[Action item]: Within the listing below, locate all lines containing the word "Services". Copy each one.

[Given entries]:
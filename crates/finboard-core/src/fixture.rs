use chrono::NaiveDate;
use rust_decimal::Decimal;
use serde::{Deserialize, Serialize};
use std::fs;
use std::path::Path;

use crate::error::FinboardError;
use crate::types::{Money, Scenario};
use crate::FinboardResult;

/// A single dated financial record from the fixture. Immutable after load.
#[derive(Debug, Clone, Serialize, Deserialize)]
pub struct FinancialRecord {
    pub date: NaiveDate,
    pub scenario: Scenario,
    /// Business unit code, e.g. "EMEA", "NA"
    pub business_unit: String,
    /// Reporting category, e.g. "Subscriptions", "Payroll"
    pub category: String,
    #[serde(default, skip_serializing_if = "Option::is_none")]
    pub subcategory: Option<String>,
    /// Signed amount. Cost records carry negative amounts.
    pub amount: Money,
}

/// The raw fixture shape: one array per statement line group.
#[derive(Debug, Clone, Default, Serialize, Deserialize)]
pub struct RecordStore {
    #[serde(default)]
    pub revenues: Vec<FinancialRecord>,
    #[serde(default)]
    pub cogs: Vec<FinancialRecord>,
    #[serde(default)]
    pub opex: Vec<FinancialRecord>,
    #[serde(default)]
    pub cash: Vec<FinancialRecord>,
    #[serde(default)]
    pub capex: Vec<FinancialRecord>,
    #[serde(default)]
    pub equity: Vec<FinancialRecord>,
}

impl RecordStore {
    /// Parse and validate a fixture from its JSON text.
    pub fn from_json(json: &str) -> FinboardResult<RecordStore> {
        let store: RecordStore = serde_json::from_str(json)
            .map_err(|e| FinboardError::FixtureError(format!("Failed to parse fixture: {}", e)))?;
        store.validate()?;
        Ok(store)
    }

    /// Load and validate a fixture from a file path.
    pub fn from_file(path: impl AsRef<Path>) -> FinboardResult<RecordStore> {
        let path = path.as_ref();
        let contents = fs::read_to_string(path).map_err(|e| {
            FinboardError::FixtureError(format!("Failed to read '{}': {}", path.display(), e))
        })?;
        Self::from_json(&contents)
    }

    /// Enforce the sign convention the derived metrics depend on:
    /// GM = revenue + cogs and EBITDA = GM + opex only hold when cost
    /// records are stored negative.
    pub fn validate(&self) -> FinboardResult<()> {
        check_signs("revenues", &self.revenues, Sign::NonNegative)?;
        check_signs("cogs", &self.cogs, Sign::NonPositive)?;
        check_signs("opex", &self.opex, Sign::NonPositive)?;
        Ok(())
    }

    pub fn is_empty(&self) -> bool {
        self.revenues.is_empty()
            && self.cogs.is_empty()
            && self.opex.is_empty()
            && self.cash.is_empty()
            && self.capex.is_empty()
            && self.equity.is_empty()
    }

    pub fn record_count(&self) -> usize {
        self.revenues.len()
            + self.cogs.len()
            + self.opex.len()
            + self.cash.len()
            + self.capex.len()
            + self.equity.len()
    }
}

enum Sign {
    NonNegative,
    NonPositive,
}

fn check_signs(field: &str, records: &[FinancialRecord], sign: Sign) -> FinboardResult<()> {
    for r in records {
        let ok = match sign {
            Sign::NonNegative => r.amount >= Decimal::ZERO,
            Sign::NonPositive => r.amount <= Decimal::ZERO,
        };
        if !ok {
            return Err(FinboardError::InvalidInput {
                field: field.to_string(),
                reason: format!(
                    "record {} / {} on {} has amount {} violating the stored sign convention",
                    r.business_unit, r.category, r.date, r.amount
                ),
            });
        }
    }
    Ok(())
}

#[cfg(test)]
mod tests {
    use super::*;
    use rust_decimal_macros::dec;

    fn record(date: &str, scenario: Scenario, bu: &str, cat: &str, amount: Decimal) -> FinancialRecord {
        FinancialRecord {
            date: date.parse().unwrap(),
            scenario,
            business_unit: bu.to_string(),
            category: cat.to_string(),
            subcategory: None,
            amount,
        }
    }

    #[test]
    fn test_parse_minimal_fixture() {
        let json = r#"{
            "revenues": [
                {"date": "2025-01-31", "scenario": "Actual",
                 "business_unit": "EMEA", "category": "Subscriptions",
                 "amount": "125000"}
            ],
            "cogs": [],
            "opex": []
        }"#;
        let store = RecordStore::from_json(json).unwrap();
        assert_eq!(store.revenues.len(), 1);
        assert_eq!(store.revenues[0].amount, dec!(125000));
        assert_eq!(store.revenues[0].scenario, Scenario::Actual);
    }

    #[test]
    fn test_budget_scenario_wire_names() {
        let json = r#"{
            "revenues": [
                {"date": "2025-01-31", "scenario": "Budget_Worst",
                 "business_unit": "NA", "category": "Services", "amount": "90000"}
            ]
        }"#;
        let store = RecordStore::from_json(json).unwrap();
        assert_eq!(store.revenues[0].scenario, Scenario::BudgetWorst);
    }

    #[test]
    fn test_positive_cogs_rejected() {
        let mut store = RecordStore::default();
        store
            .cogs
            .push(record("2025-01-31", Scenario::Actual, "NA", "Hosting", dec!(500)));
        let err = store.validate().unwrap_err();
        match err {
            FinboardError::InvalidInput { field, .. } => assert_eq!(field, "cogs"),
            other => panic!("Expected InvalidInput, got {:?}", other),
        }
    }

    #[test]
    fn test_negative_revenue_rejected() {
        let mut store = RecordStore::default();
        store
            .revenues
            .push(record("2025-02-28", Scenario::Actual, "NA", "Licences", dec!(-10)));
        assert!(store.validate().is_err());
    }

    #[test]
    fn test_missing_arrays_default_empty() {
        let store = RecordStore::from_json("{}").unwrap();
        assert!(store.is_empty());
        assert_eq!(store.record_count(), 0);
    }

    #[test]
    fn test_unknown_scenario_is_parse_error() {
        let json = r#"{
            "revenues": [
                {"date": "2025-01-31", "scenario": "Forecast",
                 "business_unit": "NA", "category": "Services", "amount": "1"}
            ]
        }"#;
        assert!(RecordStore::from_json(json).is_err());
    }
}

[Response]:
                 "business_unit": "NA", "category": "Services", "amount": "90000"}
                 "business_unit": "NA", "category": "Services", "amount": "1"}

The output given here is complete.